Dans une économie, le niveau actuel des prix est important, mais les anticipations de l’évolution future des prix le sont également car elles influencent les décisions d’investissement et d’épargne des ménages, ainsi que leur comportement d’achat. Sans compter que les attentes inflationnistes jouent également un rôle lors des discussions salariales. La perception et l’anticipation de l’évolution actuelle et future des prix exercent donc une influence déterminante sur l’activité économique. Mieux comprendre les attentes des ménages et les éléments sur lesquels celles-ci sont fondées permet notamment de définir plus efficacement la politique monétaire.

Dans ce contexte, le Secrétariat d’État à l’économie (Seco) a enrichi son enquête sur le climat de consommation de deux questions expérimentales portant sur les anticipations des ménages relatives à l’évolution future de l’inflation. Les résultats sont publiés chaque mois sous la forme d’une série chronologique. À l’occasion de la première publication de ces données, le Centre de recherches conjoncturelles (KOF) de l’École polytechnique fédérale de Zurich (EPFZ) a réalisé une première étude (disponible en allemand) sur les attentes des ménages recueillies grâce à cette nouvelle méthode et les a mises en perspective avec les résultats déjà disponibles dans la littérature[1].

Les ménages surestiment souvent l’inflation

Il est prouvé scientifiquement depuis longtemps que les anticipations d’inflation des ménages peuvent s’écarter fortement des prévisions des entreprises et des instituts de prévision, ainsi que du taux d’inflation réel. Ces écarts ont été largement documentés pour plusieurs pays et pour diverses périodes[2]. Les ménages ont tendance à anticiper une inflation trop élevée, ce qui se reflète également dans les nouvelles données recueillies par le Seco sur le climat de consommation. En moyenne, les anticipations des ménages sont supérieures aux taux d’inflation officiellement publiés et aux taux d’inflation anticipés par d’autres acteurs économiques, tels que les entreprises et les instituts de prévision (voir illustration).

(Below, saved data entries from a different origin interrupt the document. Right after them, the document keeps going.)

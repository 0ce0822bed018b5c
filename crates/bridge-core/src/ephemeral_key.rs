//! Ephemeral Key
//!
//! Typed view of the key JSON the host relays from its backend:
//!
//! ```json
//! {
//!   "id": "ephkey_1Gq...",
//!   "secret": "ek_test_...",
//!   "expires": 1589467207,
//!   "livemode": false,
//!   "associated_objects": [{"type": "customer", "id": "cus_H8..."}]
//! }
//! ```

use std::time::Duration;

use chrono::{DateTime, TimeDelta, Utc};
use serde::Deserialize;

use crate::config::redact;
use crate::error::{BridgeError, Result};

#[derive(Deserialize)]
struct RawEphemeralKey {
    #[serde(default)]
    id: Option<String>,
    #[serde(default)]
    secret: Option<String>,
    #[serde(default)]
    expires: Option<i64>,
    #[serde(default)]
    livemode: bool,
    #[serde(default)]
    associated_objects: Vec<AssociatedObject>,
}

#[derive(Deserialize)]
struct AssociatedObject {
    #[serde(rename = "type")]
    kind: String,
    id: String,
}

/// A customer-scoped ephemeral key
#[derive(Clone, PartialEq, Eq)]
pub struct EphemeralKey {
    pub id: Option<String>,
    secret: String,
    pub customer_id: String,
    pub expires_at: Option<DateTime<Utc>>,
    pub livemode: bool,
}

impl EphemeralKey {
    /// Parse the host's key JSON.
    ///
    /// The key must carry a secret and be associated with a customer.
    pub fn from_json(json: &serde_json::Value) -> Result<Self> {
        let raw: RawEphemeralKey = serde_json::from_value(json.clone())
            .map_err(|e| BridgeError::Decode(format!("ephemeral key: {e}")))?;

        let secret = raw
            .secret
            .filter(|s| !s.is_empty())
            .ok_or_else(|| BridgeError::Decode("ephemeral key has no secret".into()))?;

        let customer_id = raw
            .associated_objects
            .into_iter()
            .find(|o| o.kind == "customer")
            .map(|o| o.id)
            .ok_or_else(|| {
                BridgeError::Decode("ephemeral key is not associated with a customer".into())
            })?;

        let expires_at = match raw.expires {
            Some(secs) => Some(DateTime::from_timestamp(secs, 0).ok_or_else(|| {
                BridgeError::Decode(format!("ephemeral key expiry out of range: {secs}"))
            })?),
            None => None,
        };

        Ok(Self {
            id: raw.id,
            secret,
            customer_id,
            expires_at,
            livemode: raw.livemode,
        })
    }

    /// Bearer credential for customer-scoped calls
    pub fn secret(&self) -> &str {
        &self.secret
    }

    /// Whether the key stays valid for at least `leeway` past `now`.
    /// Keys without an expiry are never considered fresh.
    pub fn is_fresh(&self, leeway: Duration, now: DateTime<Utc>) -> bool {
        let leeway = TimeDelta::from_std(leeway).unwrap_or(TimeDelta::MAX);
        self.expires_at
            .is_some_and(|expires| now.checked_add_signed(leeway).is_some_and(|t| expires > t))
    }
}

impl std::fmt::Debug for EphemeralKey {
    fn fmt(&self, f: &mut std::fmt::Formatter<'_>) -> std::fmt::Result {
        f.debug_struct("EphemeralKey")
            .field("id", &self.id)
            .field("secret", &redact(&self.secret))
            .field("customer_id", &self.customer_id)
            .field("expires_at", &self.expires_at)
            .field("livemode", &self.livemode)
            .finish()
    }
}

Les anticipations d’inflation des ménages suisses dépassent celles des instituts de prévision et des entreprises

Inflation anticipée à court terme
Inflation anticipée à long terme

 

Exemple de lecture: en juin 2023, le taux d’inflation atteignait 1,7%. En juin 2023, la valeur médiane des attentes inflationnistes (à court terme) des consommateurs était de 5,1%, tandis que les instituts de prévision et les entreprises anticipaient un taux d’inflation à court terme compris entre 1,5% et 2% seulement en juin et juillet 2023. La médiane de l’inflation anticipée à long terme (à cinq ans) par les ménages privés était d’environ 3,1% en juin 2023, alors que les instituts de prévision et les entreprises anticipaient à long terme une inflation comprise entre 1,2% et 2%.
Remarques: l’inflation anticipée est calculée sur la base de la médiane interpolée. Pour les attentes inflationnistes à court terme, le Seco, dans son enquête, demande aux ménages et le KOF, dans ses enquêtes conjoncturelles, aux entreprises de se prononcer sur l’évolution au cours des douze prochains mois, tandis que l’enquête du KOF Consensus Forecast interroge les instituts de prévision sur l’année à venir. Les anticipations inflationnistes à long terme portent sur un horizon de cinq ans pour l’ensemble des participants aux enquêtes. S’agissant des attentes en matière d’inflation, la date fait référence au moment où l’enquête a été réalisée, tandis que, pour le taux d’inflation, la date se réfère au moment où le taux d’inflation officiel a été mesuré.
Source: Seco / OFS / KOF / BNS / La Vie économique

La consommation d’un ménage influence sa perception des prix

Plusieurs hypothèses peuvent expliquer pourquoi les attentes inflationnistes des ménages sont biaisées. Une hypothèse souvent citée par les chercheurs est le fait que les consommateurs font plus attention aux prix de certains biens (prix des denrées alimentaires ou de l’essence, par exemple) parce qu’ils achètent régulièrement ces biens ou qu’ils en ont besoin dans leurs activités quotidiennes[3]. Les ménages fondent donc leurs attentes inflationnistes sur le prix des denrées alimentaires et des services plutôt que sur la part de ces marchandises dans le panier de produits sur lequel repose l’indice national des prix à la consommation.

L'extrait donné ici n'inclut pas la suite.